Declared via secrets per service:

{
"secrets": {
"db_password": { "secret": "production_db_password" },
"api_key": { "secret": "search_api_key" }
},
"env": {
"DB_PASS": "${secret:db_password}",
"API_KEY": "${secret:api_key}"
}
}

The string before : is the logical name used in templates; the { secret: 'X' } refers to a key in the daemon's encrypted secret store (omnitron secret set X ...). Secrets are resolved at injection time — never written to disk.

Health checks per service

{
"healthCheck": {
"tcp": { "port": 5432 },
"http": { "path": "/healthz", "port": 8080, "status": 200 },
"command": { "exec": ["pg_isready", "-U", "postgres"], "interval": "5s" },
"retries": 10,
"timeout": "10s"
}
}

Three probe types — TCP, HTTP, exec. The infrastructure gate uses these to decide when to release the start gate for dependent apps.

API gateway integration

When gateway is configured (preset or custom), Omnitron materialises an OpenResty config from your configDir plus auto-generated upstream maps. The gateway-generator.ts does this.

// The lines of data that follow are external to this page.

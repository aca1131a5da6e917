use std::sync::Arc;

use chrono::Utc;
use tracing::{error, info, warn};
use uuid::Uuid;

use schedule_cell::error::ScheduleError;
use schedule_cell::services::SlotStoreService;
use shared_storage::AppState;

use crate::error::ReservationError;
use crate::models::{BookingRequest, Product, Reservation, SchedulePolicy, SlotClaim};
use crate::services::catalog::ProductCatalog;
use crate::services::ledger::ReservationLedger;
use crate::services::notifier::{NullNotifier, ReservationNotifier, WebhookNotifier};

/// Orchestrates a booking: validates the request against the product's
/// schedule policy, consumes the slot through the slot store's exclusion
/// gate, appends the reservation to the ledger, and hands the confirmed
/// record to the notifier best-effort.
#[derive(Clone)]
pub struct BookingService {
    catalog: ProductCatalog,
    slots: SlotStoreService,
    ledger: ReservationLedger,
    notifier: Arc<dyn ReservationNotifier>,
    default_provider_id: Option<String>,
}

impl BookingService {
    pub fn new(state: &AppState) -> Self {
        let notifier: Arc<dyn ReservationNotifier> = if state.config.is_webhook_configured() {
            Arc::new(WebhookNotifier::new(
                state.config.reservation_webhook_url.clone(),
            ))
        } else {
            Arc::new(NullNotifier)
        };
        Self::with_notifier(state, notifier)
    }

    pub fn with_notifier(state: &AppState, notifier: Arc<dyn ReservationNotifier>) -> Self {
        Self {
            catalog: ProductCatalog::new(Arc::clone(&state.store)),
            slots: SlotStoreService::new(Arc::clone(&state.store)),
            ledger: ReservationLedger::new(Arc::clone(&state.store)),
            notifier,
            default_provider_id: state.config.default_provider().map(String::from),
        }
    }

    pub async fn book(&self, request: BookingRequest) -> Result<Reservation, ReservationError> {
        if request.product_id.trim().is_empty() {
            let mut missing = vec!["product_id".to_string()];
            missing.extend(missing_customer_fields(&request));
            return Err(ReservationError::Validation(missing));
        }

        let product = self
            .catalog
            .get(&request.product_id)
            .await?
            .ok_or_else(|| ReservationError::ProductNotFound(request.product_id.clone()))?;

        let policy = resolve_schedule_policy(
            &product,
            request.provider_id.as_deref(),
            self.default_provider_id.as_deref(),
        );
        let claim = validate_booking(&request, &policy).map_err(ReservationError::Validation)?;

        // Name lookup happens before consumption so a storage error here
        // cannot strand a consumed slot.
        let provider_name = match &claim {
            Some(claim) => self
                .slots
                .provider_name(&claim.provider_id)
                .await
                .map_err(map_schedule_error)?,
            None => None,
        };

        let reservation = Reservation {
            id: Uuid::new_v4(),
            product_id: product.id.clone(),
            product_title: product.title.clone(),
            provider_id: claim.as_ref().map(|c| c.provider_id.clone()),
            provider_name,
            date: claim.as_ref().map(|c| c.date),
            time_slot: claim.as_ref().map(|c| c.time_slot.clone()),
            name: request.name.trim().to_string(),
            email: request.email.trim().to_string(),
            birthday: request.birthday,
            birth_time: request.birth_time,
            birth_place: request.birth_place,
            payment_method: request.payment_method,
            notes: request.notes,
            created_at: Utc::now(),
        };

        // A dropped request future is cancelled at its next await point, so
        // the consume + append + compensate unit runs on its own task and a
        // client abandoning the connection cannot interrupt it halfway.
        let commit = tokio::spawn(commit_reservation(
            self.slots.clone(),
            self.ledger.clone(),
            claim,
            reservation.clone(),
        ));
        match commit.await {
            Ok(outcome) => outcome?,
            Err(join_err) => std::panic::resume_unwind(join_err.into_panic()),
        }

        info!(
            "Reservation {} confirmed for product {} (provider {:?}, slot {:?} {:?})",
            reservation.id,
            reservation.product_id,
            reservation.provider_id,
            reservation.date,
            reservation.time_slot
        );

        if let Err(err) = self.notifier.notify(&reservation).await {
            warn!(
                "Reservation {} confirmed but notification failed: {}",
                reservation.id, err
            );
        }

        Ok(reservation)
    }

    pub async fn list_reservations(&self) -> Result<Vec<Reservation>, ReservationError> {
        Ok(self.ledger.list().await?)
    }
}

/// The atomic unit: consume the claimed slot, append the reservation, and
/// compensate if the append fails after consumption succeeded.
async fn commit_reservation(
    slots: SlotStoreService,
    ledger: ReservationLedger,
    claim: Option<SlotClaim>,
    reservation: Reservation,
) -> Result<(), ReservationError> {
    if let Some(claim) = &claim {
        slots
            .consume_slot(&claim.provider_id, claim.date, &claim.time_slot)
            .await
            .map_err(map_schedule_error)?;
    }

    if let Err(append_err) = ledger.append(&reservation).await {
        error!(
            "Ledger append failed for reservation {} (product {}, provider {:?}, slot {:?} {:?}): {}",
            reservation.id,
            reservation.product_id,
            reservation.provider_id,
            reservation.date,
            reservation.time_slot,
            append_err
        );

        // Compensate: the consumed slot must not stay unavailable with no
        // reservation backing it.
        if let Some(claim) = &claim {
            if let Err(restore_err) = slots
                .restore_slot(&claim.provider_id, claim.date, &claim.time_slot)
                .await
            {
                error!(
                    "Slot restore failed for provider {} at {} {}; manual reconciliation required: {}",
                    claim.provider_id, claim.date, claim.time_slot, restore_err
                );
            }
        }

        return Err(ReservationError::Storage(append_err));
    }

    Ok(())
}

fn map_schedule_error(err: ScheduleError) -> ReservationError {
    match err {
        ScheduleError::SlotNotFound {
            provider_id,
            date,
            time,
        } => {
            info!(
                "Slot {} {} for provider {} already taken",
                date, time, provider_id
            );
            ReservationError::SlotUnavailable {
                provider_id,
                date,
                time,
            }
        }
        ScheduleError::Storage(source) => ReservationError::Storage(source),
    }
}

/// Resolve the product's schedule policy once per request. Provider
/// resolution order: explicit request value, then the product's assigned
/// provider, then the configured fallback. An unresolvable provider for a
/// slot-requiring product surfaces as a validation error on `provider_id`.
fn resolve_schedule_policy(
    product: &Product,
    requested_provider: Option<&str>,
    default_provider: Option<&str>,
) -> SchedulePolicy {
    if !product.is_schedule_required() {
        return SchedulePolicy::NoneRequired;
    }

    let provider_id = requested_provider
        .filter(|id| !id.trim().is_empty())
        .or(product.provider_id.as_deref())
        .or(default_provider)
        .unwrap_or_default();

    SchedulePolicy::RequiresSlot {
        provider_id: provider_id.to_string(),
    }
}

fn missing_customer_fields(request: &BookingRequest) -> Vec<String> {
    let mut missing = Vec::new();
    if request.name.trim().is_empty() {
        missing.push("name".to_string());
    }
    if request.email.trim().is_empty() || !request.email.contains('@') {
        missing.push("email".to_string());
    }
    missing
}

/// Validation pipeline: collects every missing or invalid field rather than
/// failing on the first one. Returns the slot claim to consume, or `None`
/// when the policy requires no scheduling.
fn validate_booking(
    request: &BookingRequest,
    policy: &SchedulePolicy,
) -> Result<Option<SlotClaim>, Vec<String>> {
    let mut missing = missing_customer_fields(request);

    let claim = match policy {
        SchedulePolicy::NoneRequired => None,
        SchedulePolicy::RequiresSlot { provider_id } => {
            if provider_id.is_empty() {
                missing.push("provider_id".to_string());
            }
            if request.date.is_none() {
                missing.push("date".to_string());
            }
            let time_slot = request
                .time_slot
                .as_deref()
                .map(str::trim)
                .filter(|t| !t.is_empty());
            if time_slot.is_none() {
                missing.push("time_slot".to_string());
            }

            match (request.date, time_slot) {
                (Some(date), Some(time_slot)) if missing.is_empty() => Some(SlotClaim {
                    provider_id: provider_id.clone(),
                    date,
                    time_slot: time_slot.to_string(),
                }),
                _ => None,
            }
        }
    };

    if missing.is_empty() {
        Ok(claim)
    } else {
        Err(missing)
    }
}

This means your app process can move ports and the operator- written nginx config doesn't change — the generated upstream map always points at the current location.

CLI surface

CommandEffect
omnitron infra upProvision all infrastructure
omnitron infra down [--volumes]Stop everything; --volumes deletes data
omnitron infra status (ps)Container inventory
omnitron infra logs [service] [-f] [-n N]Tail container logs
omnitron infra psql [database]Open psql against the managed Postgres
omnitron infra redis-cliOpen redis-cli against the managed Redis
omnitron infra migrate [app]Run database migrations
omnitron infra reset [--yes]DESTRUCTIVE — drop and recreate all data

→ Full reference: CLI / Infrastructure.

Failure modes

SymptomCauseFix
App stuck "waiting for infrastructure"Critical service unhealthy or timing outomnitron infra status to check; bump startupTimeout
omnitron infra up reports port collisionTwo stacks competing for the same portUse portOffsets in stack settings
Reconciler keeps recreating a containerImage changed but cache staledocker pull or omnitron infra reset
Phantom env vars in appOld service declaration not cleanedPhantom janitor handles automatically; rerun after retention window
Health check passes but app can't connectNetwork firewall / Docker network mismatchVerify the container is on the right network; check omnitron infra logs <service>

Anti-patterns

  • Hardcoding DATABASE_URL in app code. The whole point of the subsystem is to inject it. Read process.env.DATABASE_URL.
  • Skipping critical: true on essential services. Without it, the app starts before the database is ready and crashes hard. Default is true; leave it.
  • Sharing a redis instance between dev and staging without DB offsets. Keyspaces collide. Use portOffsets and redisDbOffset.
  • omnitron infra reset without backup. Destroys data irreversibly. Run omnitron backup create first.
  • Embedding secrets in env templates as literals. Use the ${secret:X} template; the daemon decrypts at injection time.
  • Bypassing the resolver to write Docker compose by hand. Drifts from omnitron.config.ts cause reconciler thrashing.